NOx (ppm) HCl (ppm) CO (ppm) CO2 (%)
TMS 189.36 0.05 498.77 15.21

The exhaust gas analysis at the outlet of the combustion system showed CO = 9.26 %, H2 = 7.08 %, O2 = 0.04 %, and CH4 = 0.22 %. The developed combustion system can confirm that combustion and gasification occur simultaneously.

3.4. Exhaust gas measurement result

The analysis was performed using TMS installed in the chimney. Table V shows the result of NOx, HCl, CO, and CO2 measurements.

In this study, temperature and gas composition in the reactor were studied through the gasification and combustion system using fluff SRF. Computational analysis was also performed on the internal environment of the combustion system according to the change in the output of the thermal plasma generator. As the generator output increases, the temperature inside the system increases, and the temperature becomes uniform for the entire area. These results indicate that as the generator’s output power increases, the high-temperature region of the thermal plasma extends to the center of the system as the axial velocity increases. Thus, the high output thermal plasma generator can be expected to attract thermal plasma by the rapid flow in the axial direction and lead to a temperature increase inside the system.
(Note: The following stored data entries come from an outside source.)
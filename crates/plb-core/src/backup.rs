// Timestamped zip backups of settings files, taken before overwriting them.
use std::fs;
use std::io::{self, Write};
use std::path::{Path, PathBuf};

use tracing::{info, warn};
use walkdir::WalkDir;
use zip::CompressionMethod;
use zip::write::FileOptions;

use crate::error::{Error, Result};

/// Zip `target` (a single file, or every file under a directory) into
/// `<name>_<YYYYmmdd-HHMMSS>.zip` next to it. Returns the archive path.
pub fn backup_path(target: &Path) -> Result<PathBuf> {
    if !target.exists() {
        return Err(Error::io(
            target.display().to_string(),
            io::Error::from(io::ErrorKind::NotFound),
        ));
    }
    let parent = target.parent().unwrap_or(Path::new("."));
    let name = target
        .file_name()
        .and_then(|s| s.to_str())
        .unwrap_or("settings");
    let ts = chrono::Local::now().format("%Y%m%d-%H%M%S");
    let dest = parent.join(format!("{}_{}.zip", name, ts));

    let file = fs::File::create(&dest).map_err(|e| Error::io(dest.display().to_string(), e))?;
    let mut zip = zip::ZipWriter::new(file);
    let options = FileOptions::default()
        .compression_method(CompressionMethod::Deflated)
        .unix_permissions(0o644);

    if target.is_dir() {
        for entry in WalkDir::new(target) {
            let entry = entry.map_err(|e| Error::Backup(e.to_string()))?;
            let path = entry.path();
            let Ok(rel) = path.strip_prefix(target) else {
                continue;
            };
            if rel.as_os_str().is_empty() {
                continue;
            }
            let entry_name = rel.to_string_lossy().replace('\\', "/");
            if path.is_dir() {
                zip.add_directory(entry_name, options)
                    .map_err(|e| Error::Backup(e.to_string()))?;
            } else {
                add_file(&mut zip, path, &entry_name, options)?;
            }
        }
    } else {
        add_file(&mut zip, target, name, options)?;
    }
    zip.finish().map_err(|e| Error::Backup(e.to_string()))?;
    info!(source = %target.display(), archive = %dest.display(), "wrote backup");
    Ok(dest)
}

/// Back up `target` if it exists; a missing file has nothing to preserve.
pub fn backup_if_exists(target: &Path) -> Result<Option<PathBuf>> {
    if !target.exists() {
        warn!(path = %target.display(), "nothing to back up");
        return Ok(None);
    }
    backup_path(target).map(Some)
}

fn add_file(
    zip: &mut zip::ZipWriter<fs::File>,
    path: &Path,
    entry_name: &str,
    options: FileOptions,
) -> Result<()> {
    let data = fs::read(path).map_err(|e| Error::io(path.display().to_string(), e))?;
    zip.start_file(entry_name, options)
        .map_err(|e| Error::Backup(e.to_string()))?;
    zip.write_all(&data)
        .map_err(|e| Error::Backup(e.to_string()))?;
    Ok(())
}

#[cfg(test)]
mod tests {
    use super::*;

    #[test]
    fn backs_up_single_file() {
        let dir = tempfile::tempdir().unwrap();
        let f = dir.path().join("com.example.plist");
        fs::write(&f, b"bplist00").unwrap();
        let zip = backup_path(&f).unwrap();
        assert!(zip.exists());
        assert_eq!(zip.parent(), Some(dir.path()));
        let name = zip.file_name().unwrap().to_string_lossy().into_owned();
        assert!(name.starts_with("com.example.plist_"), "{name}");
        assert!(name.ends_with(".zip"));
    }

    #[test]
    fn backs_up_directory_tree() {
        let dir = tempfile::tempdir().unwrap();
        let prefs = dir.path().join("prefs");
        fs::create_dir_all(prefs.join("nested")).unwrap();
        fs::write(prefs.join("a.plist"), b"a").unwrap();
        fs::write(prefs.join("nested/b.json"), b"{}").unwrap();
        let zip = backup_path(&prefs).unwrap();
        assert!(zip.exists());
        assert!(fs::metadata(&zip).unwrap().len() > 0);
    }

    #[test]
    fn missing_target() {
        let dir = tempfile::tempdir().unwrap();
        let absent = dir.path().join("nope.plist");
        assert!(matches!(backup_path(&absent), Err(Error::Io { .. })));
        assert_eq!(backup_if_exists(&absent).unwrap(), None);
    }
}
//! Caller-facing operations.
//!
//! Each operation reports whether it changed anything, the value it found
//! before acting (rendered as text) and a short status message. [`run`]
//! bundles load, one operation and the conditional save.
use std::fmt;
use std::str::FromStr;

use serde::Serialize;
use tracing::info;

use crate::error::{Error, Result};
use crate::path::Path;
use crate::resource::Resource;
use crate::store::Store;
use crate::value::Value;

// Reads report through `original_value` and leave the message empty.
pub const MSG_READ: &str = "";
pub const MSG_NOT_PRESENT: &str = "key not present";
pub const MSG_REMOVED: &str = "removed key";
pub const MSG_UNCHANGED: &str = "entry exists; nothing to do";
pub const MSG_REPLACED: &str = "replaced item contents";
pub const MSG_UPDATED: &str = "updated item value";
pub const MSG_NO_CHANGES: &str = "entry exists; no changes made";

/// Rendering of a missing value in [`Outcome::original_value`].
pub const ABSENT: &str = "None";

#[derive(Debug, Clone, PartialEq, Eq, Serialize)]
pub struct Outcome {
    pub changed: bool,
    pub original_value: String,
    pub msg: String,
}

impl Outcome {
    fn new(changed: bool, original: Option<&Value>, msg: &str) -> Self {
        Self {
            changed,
            original_value: original.map_or_else(|| ABSENT.to_string(), Value::to_string),
            msg: msg.to_string(),
        }
    }
}

/// How `set_value` writes into an existing entry.
#[derive(Debug, Clone, Copy, PartialEq, Eq)]
pub enum Strategy {
    /// Overwrite the entry wholesale.
    Replace,
    /// Add missing array elements / table keys, replace scalars.
    MergeAdditive,
}

/// Desired state of a key.
#[derive(Debug, Clone, Copy, PartialEq, Eq, Default)]
pub enum State {
    Absent,
    #[default]
    Present,
    Read,
    Replace,
}

impl FromStr for State {
    type Err = Error;

    fn from_str(s: &str) -> Result<Self> {
        match s {
            "absent" => Ok(State::Absent),
            "present" => Ok(State::Present),
            "read" => Ok(State::Read),
            "replace" => Ok(State::Replace),
            other => Err(Error::Usage(format!(
                "unknown state '{other}' (expected absent, present, read or replace)"
            ))),
        }
    }
}

impl fmt::Display for State {
    fn fmt(&self, f: &mut fmt::Formatter<'_>) -> fmt::Result {
        f.write_str(match self {
            State::Absent => "absent",
            State::Present => "present",
            State::Read => "read",
            State::Replace => "replace",
        })
    }
}

#[derive(Debug, Clone, PartialEq)]
pub struct Params {
    pub key: String,
    pub state: State,
    pub value: Option<Value>,
}

pub fn read<R: Resource>(store: &Store<R>, path: impl Into<Path>) -> Outcome {
    Outcome::new(false, store.get(path), MSG_READ)
}

pub fn set_value<R: Resource>(
    store: &mut Store<R>,
    path: impl Into<Path>,
    value: Value,
    strategy: Strategy,
) -> Result<Outcome> {
    let path = path.into();
    let original = store.get(&path).cloned();
    if original.as_ref() == Some(&value) {
        return Ok(Outcome::new(false, original.as_ref(), MSG_UNCHANGED));
    }
    let outcome = match strategy {
        Strategy::Replace => {
            let changed = store.set(&path, value)?;
            Outcome::new(changed, original.as_ref(), MSG_REPLACED)
        }
        Strategy::MergeAdditive => {
            let changed = store.merge(&path, value)?;
            let msg = if changed { MSG_UPDATED } else { MSG_NO_CHANGES };
            Outcome::new(changed, original.as_ref(), msg)
        }
    };
    Ok(outcome)
}

pub fn delete_key<R: Resource>(store: &mut Store<R>, path: impl Into<Path>) -> Outcome {
    let path = path.into();
    let Some(original) = store.get(&path).cloned() else {
        return Outcome::new(false, None, MSG_NOT_PRESENT);
    };
    let changed = store.delete(&path);
    Outcome::new(changed, Some(&original), MSG_REMOVED)
}

/// Apply one operation to a loaded store without saving.
pub fn apply<R: Resource>(store: &mut Store<R>, params: &Params) -> Result<Outcome> {
    let key = params.key.as_str();
    match (params.state, &params.value) {
        (State::Read, _) => Ok(read(store, key)),
        (State::Absent, _) => Ok(delete_key(store, key)),
        (State::Present, Some(v)) => set_value(store, key, v.clone(), Strategy::MergeAdditive),
        (State::Replace, Some(v)) => set_value(store, key, v.clone(), Strategy::Replace),
        (state, None) => Err(Error::Usage(format!("state '{state}' requires a value"))),
    }
}

/// Load, apply, and save only when the document changed and this is not a
/// check-mode run.
pub fn run<R: Resource>(resource: R, params: &Params, check_mode: bool) -> Result<Outcome> {
    let mut store = Store::load(resource)?;
    let outcome = apply(&mut store, params)?;
    if store.is_dirty() {
        if check_mode {
            info!(key = %params.key, "check mode; not saving");
        } else {
            store.save()?;
        }
    }
    Ok(outcome)
}

#[cfg(test)]
mod tests {
    use super::*;
    use crate::resource::MemoryResource;

    fn store_with(pairs: &[(&str, Value)]) -> Store<MemoryResource> {
        let mut store = Store::load(MemoryResource::new("m")).unwrap();
        for (k, v) in pairs {
            store.set(*k, v.clone()).unwrap();
        }
        store
    }

    #[test]
    fn read_reports_absent_as_none() {
        let store = store_with(&[("a", Value::from(1))]);
        assert_eq!(read(&store, "a").original_value, "1");
        let out = read(&store, "b");
        assert_eq!(out.original_value, ABSENT);
        assert!(!out.changed);
        assert_eq!(out.msg, "");
    }

    #[test]
    fn replace_messages() {
        let mut store = store_with(&[("a", Value::from("x"))]);
        let out = set_value(&mut store, "a", Value::from("x"), Strategy::Replace).unwrap();
        assert_eq!((out.changed, out.msg.as_str()), (false, MSG_UNCHANGED));
        let out = set_value(&mut store, "a", Value::from("y"), Strategy::Replace).unwrap();
        assert_eq!((out.changed, out.msg.as_str()), (true, MSG_REPLACED));
        assert_eq!(out.original_value, "\"x\"");
    }

    #[test]
    fn merge_messages() {
        let list = |xs: &[&str]| Value::Array(xs.iter().map(|s| Value::from(*s)).collect());
        let mut store = store_with(&[("l", list(&["a", "b"]))]);
        let out = set_value(&mut store, "l", list(&["b"]), Strategy::MergeAdditive).unwrap();
        assert_eq!((out.changed, out.msg.as_str()), (false, MSG_NO_CHANGES));
        let out = set_value(&mut store, "l", list(&["c"]), Strategy::MergeAdditive).unwrap();
        assert_eq!((out.changed, out.msg.as_str()), (true, MSG_UPDATED));
        assert_eq!(store.get("l"), Some(&list(&["a", "b", "c"])));
    }

    #[test]
    fn delete_messages() {
        let mut store = store_with(&[("a", Value::from(1))]);
        let out = delete_key(&mut store, "zz");
        assert_eq!((out.changed, out.msg.as_str()), (false, MSG_NOT_PRESENT));
        let out = delete_key(&mut store, "a");
        assert_eq!((out.changed, out.msg.as_str()), (true, MSG_REMOVED));
        assert_eq!(out.original_value, "1");
    }

    #[test]
    fn present_without_value_is_a_usage_error() {
        let mut store = store_with(&[]);
        let params = Params {
            key: "a".into(),
            state: State::Present,
            value: None,
        };
        assert!(matches!(apply(&mut store, &params), Err(Error::Usage(_))));
    }

    #[test]
    fn run_respects_check_mode() {
        let handle = MemoryResource::new("m");
        let params = Params {
            key: "server:port".into(),
            state: State::Replace,
            value: Some(Value::from(8080)),
        };
        let out = run(handle.clone(), &params, true).unwrap();
        assert!(out.changed);
        assert_eq!(handle.writes(), 0);

        let out = run(handle.clone(), &params, false).unwrap();
        assert!(out.changed);
        assert_eq!(handle.writes(), 1);

        let out = run(handle.clone(), &params, false).unwrap();
        assert!(!out.changed);
        assert_eq!(out.original_value, "8080");
        assert_eq!(handle.writes(), 1);
    }

    #[test]
    fn state_parses() {
        assert_eq!("absent".parse::<State>().unwrap(), State::Absent);
        assert_eq!(State::default(), State::Present);
        assert!("gone".parse::<State>().is_err());
    }

    #[test]
    fn outcome_serializes_like_module_status() {
        let out = Outcome::new(true, None, MSG_UPDATED);
        let j = serde_json::to_value(&out).unwrap();
        assert_eq!(
            j,
            serde_json::json!({"changed": true, "original_value": "None", "msg": "updated item value"})
        );
    }
}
SRF was found to show a high temperature of at least 1024 – 1360 °C above the continuous treatment of 2 ton/h, while CO and H2 concentrations increased based on the gas analysis. The reactor analysis confirmed that combustion and gasification occur simultaneously. In addition, the pollutant gas discharged to the atmospheric gas phase could be treated under environmental regulations. The results confirm that the gasification and combustion composite system can handle various samples.

This work was supported by Korea Environment Industry & Technology Institute (KEITI) though Advanced Technology Program for Environmental Industry, funded by Korea Ministry of Environment (MOE) (RE201809036).